The sections below outline the evidence that we have
gathered to challenge any attempt to diminish the severity of the human
rights crises in Colombia. We call on the Human Rights
Committee to respect the calls of Colombian women human rights advocates
and to demand concrete action from the Colombian government.
The Contours of Colombia's Conflict
- For
over 40 years, Colombians have endured an armed conflict over their
country's highly concentrated sources of natural wealth, especially
land.
- In the mid-1960s, the Revolutionary Armed Forces
of Colombia (FARC) arose as a peasant movement demanding land
redistribution and social reform from the government.
- Since
the 1990s, the conflict has been a three-way war: the FARC is
battling the government; the government is fighting to eliminate
the FARC; and brutal paramilitary groups function symbiotically
with the government and Army to protect the interests of powerful
elites.
- Instead of battling one another directly,
Colombia's armed groups usually attack civilians suspected of
siding with their enemy. The main victims of the conflict are women
and families, hundreds of thousands of whom have been assaulted,
displaced from their homes or killed.
For
more information, read MADRE
Talking Points: The Role of the US in Colombia's Conflict.
Forced Displacement and the Right
to Land of Indigenous Peoples and Afro-Colombians
- Under
Colombia's Constitution, Indigenous Peoples and Afro-Colombians have
been granted recognition of their collective rights to their land.
About 28%
of the Colombian territory has been recognized as belonging to
Indigenous Peoples.
- However, these communities have
long suffered sizable losses of lands from forced displacement
caused by the internal armed conflict and by projects relating to
infrastructure and natural resource exploitation.
- Armed groups in Colombia have long sought control over the
lands of Afro-Colombians and Indigenous Peoples for military and economic reasons, forcing them to either
collaborate with the armed groups or abandon their lands.
- In
2009, the Colombian Constitutional
Court warned that at least 34 Indigenous
Peoples "are in danger of cultural or physical extermination due
to the internal armed conflict."
- A
Snapshot of the Reality: Indigenous Peoples and
Afro-Colombians have been denied their right to land, guaranteed in
Colombian and international law, and the Colombian government has
taken no measures to redress this. The Indigenous Embera
Katio People have been displaced from their lands by the
construction of the Urra dam, losing their connection to their
traditional ways of life. The Afro-Colombian communities
of the Curvarado and Jiguamiando river basins have struggled
against the installment of palm plantations in their territories
since the 1990s, and as a result, they have been targeted by
paramilitaries.
Forced Displacement of Women
- Almost 60% of
displaced women have no job or income. In
2008, studies reported that in larger cities, 60% of
all displaced households are experiencing or are at risk of food
insecurity, and in
smaller cities the rate rises to about 71%.

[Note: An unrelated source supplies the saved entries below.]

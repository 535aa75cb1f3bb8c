//! Error reporters for failures the router recovers from.

use crate::scm::ports::{ErrorReporter, RouterDiagnostic};
use std::sync::{Arc, PoisonError, RwLock};
use tracing::warn;

/// Reporter that emits each diagnostic as a `tracing` warning.
#[derive(Debug, Clone, Copy, Default)]
pub struct TracingErrorReporter;

impl ErrorReporter for TracingErrorReporter {
    fn report(&self, diagnostic: &RouterDiagnostic) {
        match diagnostic {
            RouterDiagnostic::WebhookPredicateFailed { scm_context, error } => {
                warn!(
                    scm_context = %scm_context,
                    error = %error,
                    "webhook predicate failed; treating as not handled"
                );
            }
            RouterDiagnostic::DuplicateContext {
                plugin,
                scm_context,
            } => {
                warn!(
                    plugin = %plugin,
                    scm_context = %scm_context,
                    "duplicate scm context ignored"
                );
            }
            other => {
                warn!(
                    plugin = other.plugin().unwrap_or_default(),
                    reason = %other,
                    "scm plugin skipped"
                );
            }
        }
    }
}

/// Reporter that keeps every diagnostic for later inspection.
#[derive(Debug, Clone, Default)]
pub struct RecordingErrorReporter {
    diagnostics: Arc<RwLock<Vec<RouterDiagnostic>>>,
}

impl RecordingErrorReporter {
    /// Creates an empty reporter.
    #[must_use]
    pub fn new() -> Self {
        Self::default()
    }

    /// Returns the diagnostics reported so far, oldest first.
    #[must_use]
    pub fn diagnostics(&self) -> Vec<RouterDiagnostic> {
        self.diagnostics
            .read()
            .unwrap_or_else(PoisonError::into_inner)
            .clone()
    }

    /// Returns the number of diagnostics reported so far.
    #[must_use]
    pub fn len(&self) -> usize {
        self.diagnostics
            .read()
            .unwrap_or_else(PoisonError::into_inner)
            .len()
    }

    /// Returns `true` when nothing has been reported.
    #[must_use]
    pub fn is_empty(&self) -> bool {
        self.len() == 0
    }
}

impl ErrorReporter for RecordingErrorReporter {
    fn report(&self, diagnostic: &RouterDiagnostic) {
        self.diagnostics
            .write()
            .unwrap_or_else(PoisonError::into_inner)
            .push(diagnostic.clone());
    }
}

- Difficulty finding work, together with lack of access to
food, housing, health care and education, entrenches poverty and
social exclusion among both displaced Indigenous and Afro-Colombian
women.
- Indigenous
and Afro-Colombian women face racism, as well as low levels of
education and poverty which perpetuates displacement, threatens their access to work, pursuit of cultural practices,
participation in community life and safety from gender violence.

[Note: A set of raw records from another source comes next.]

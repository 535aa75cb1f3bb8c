//! World state for webhook routing BDD scenarios.

use std::collections::BTreeMap;
use std::sync::Arc;

use eyre::eyre;
use rstest::fixture;
use scm_router::scm::{
    adapters::{InMemoryScm, InMemoryScmSettings, RecordingErrorReporter},
    domain::{DISPLAY_NAME_KEY, ParsedHook, PluginOptions, RouterConfig, ScmDescriptor},
    ports::{Scm, ScmResult},
    services::{PluginCatalog, ScmRouter},
};
use tracing_subscriber::EnvFilter;

pub type WebhookRouter = ScmRouter<RecordingErrorReporter>;

/// World state for webhook routing tests.
#[derive(Default)]
pub struct WebhookWorld {
    pub router: Option<WebhookRouter>,
    pub reporter: RecordingErrorReporter,
    pub backends: BTreeMap<String, InMemoryScm>,
    pub outcome: Option<ScmResult<Option<ParsedHook>>>,
}

impl WebhookWorld {
    pub fn router(&self) -> Result<&WebhookRouter, eyre::Report> {
        self.router
            .as_ref()
            .ok_or_else(|| eyre!("router should be built"))
    }

    pub fn backend(&self, hostname: &str) -> Result<&InMemoryScm, eyre::Report> {
        self.backends
            .get(hostname)
            .ok_or_else(|| eyre!("no backend for {hostname}"))
    }

    /// Builds a router with one in-memory backend per hostname, registered
    /// in the given order. Each backend recognises `x-<name>-event`, where
    /// `<name>` is the first hostname label.
    pub fn build(&mut self, hostnames: &[&str]) -> Result<(), eyre::Report> {
        let mut catalog = PluginCatalog::new();
        let mut descriptors = Vec::new();
        for &hostname in hostnames {
            let name = hostname.split('.').next().unwrap_or(hostname);
            let settings = InMemoryScmSettings {
                webhook_event_header: format!("x-{name}-event"),
                ..InMemoryScmSettings::for_hostname(hostname)
            };
            let scm = InMemoryScm::new(settings);
            scm.add_repository("acme/widgets", "main", "abc123");
            let handle = scm.clone();
            catalog = catalog.with_plugin(
                name,
                move |_: &PluginOptions| -> ScmResult<Arc<dyn Scm>> { Ok(Arc::new(handle.clone())) },
            );
            descriptors.push(ScmDescriptor::new(
                name,
                PluginOptions::new().with(DISPLAY_NAME_KEY, name),
            )?);
            self.backends.insert(hostname.to_owned(), scm);
        }

        let router = ScmRouter::new(
            RouterConfig::new(descriptors),
            catalog,
            Arc::new(self.reporter.clone()),
        )?;
        self.router = Some(router);
        Ok(())
    }
}

#[fixture]
pub fn world() -> WebhookWorld {
    let _subscriber_installed = tracing_subscriber::fmt()
        .with_env_filter(EnvFilter::from_default_env())
        .with_test_writer()
        .try_init()
        .is_ok();
    WebhookWorld::default()
}

pub fn run_async<T>(future: impl std::future::Future<Output = T>) -> T {
    tokio::task::block_in_place(|| tokio::runtime::Handle::current().block_on(future))
}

- Furthermore, displacement cuts off access to traditional
foods and medicines for Indigenous women. Traditional
organizational processes, languages, practices and teachings are
weakened and in some cases lost.
Reproductive
Health
- In May 2006, the Colombian Constitutional Court
partially decriminalized abortion, making exceptions for cases of
documented rape, danger to the physical or mental health of the
woman and fetal abnormality.
- However,
since that decision, medical personnel and health care institutions
have misused the principle of "conscientious objection," which
allows for a medical provider to cite their conscience in denying a
woman an abortion. This has led to mistreatment
of and discrimination against women seeking reproductive health
services. Some clinics have made their doctors sign
blanket declarations of "conscientious objection" to refuse to
provide abortion services altogether.
- Alejandro Ordonez, the
Colombian official responsible for supervising compliance with the
Constitution and for protecting human rights, is also responsible for
prosecuting and punishing health care providers who violate a
woman's right to access safe and legal abortions. Yet,
he has refused to investigate the human rights violation
constituted by the misuse of the "conscientious objection"
exception.
- In a number of cases, judges have refused to rule
on cases relating to the misuse of "conscientious objection" to
deny a woman's access to abortion. Moreover, Ordonez
has ordered public officials to ignore Colombian laws that
decriminalize abortion.
- Individual doctors who object to
performing abortions have the legal duty to refer the woman to a
doctor who will carry out the procedure.
- Women in
Colombia experience both physical and mental suffering as a result of
the denial of the right to therapeutic abortion, including in cases
in which pregnancy endangers the life of the woman. Women
experiencing complications of pregnancy and needing therapeutic
abortion are forced to suffer from painful, frightening and
life-threatening conditions, often for many months.
- Women
experiencing unsafe abortions or other obstetric emergencies and who are
often in extreme pain and require immediate treatment also fear
the consequence of prosecution for seeking out an illegal abortion.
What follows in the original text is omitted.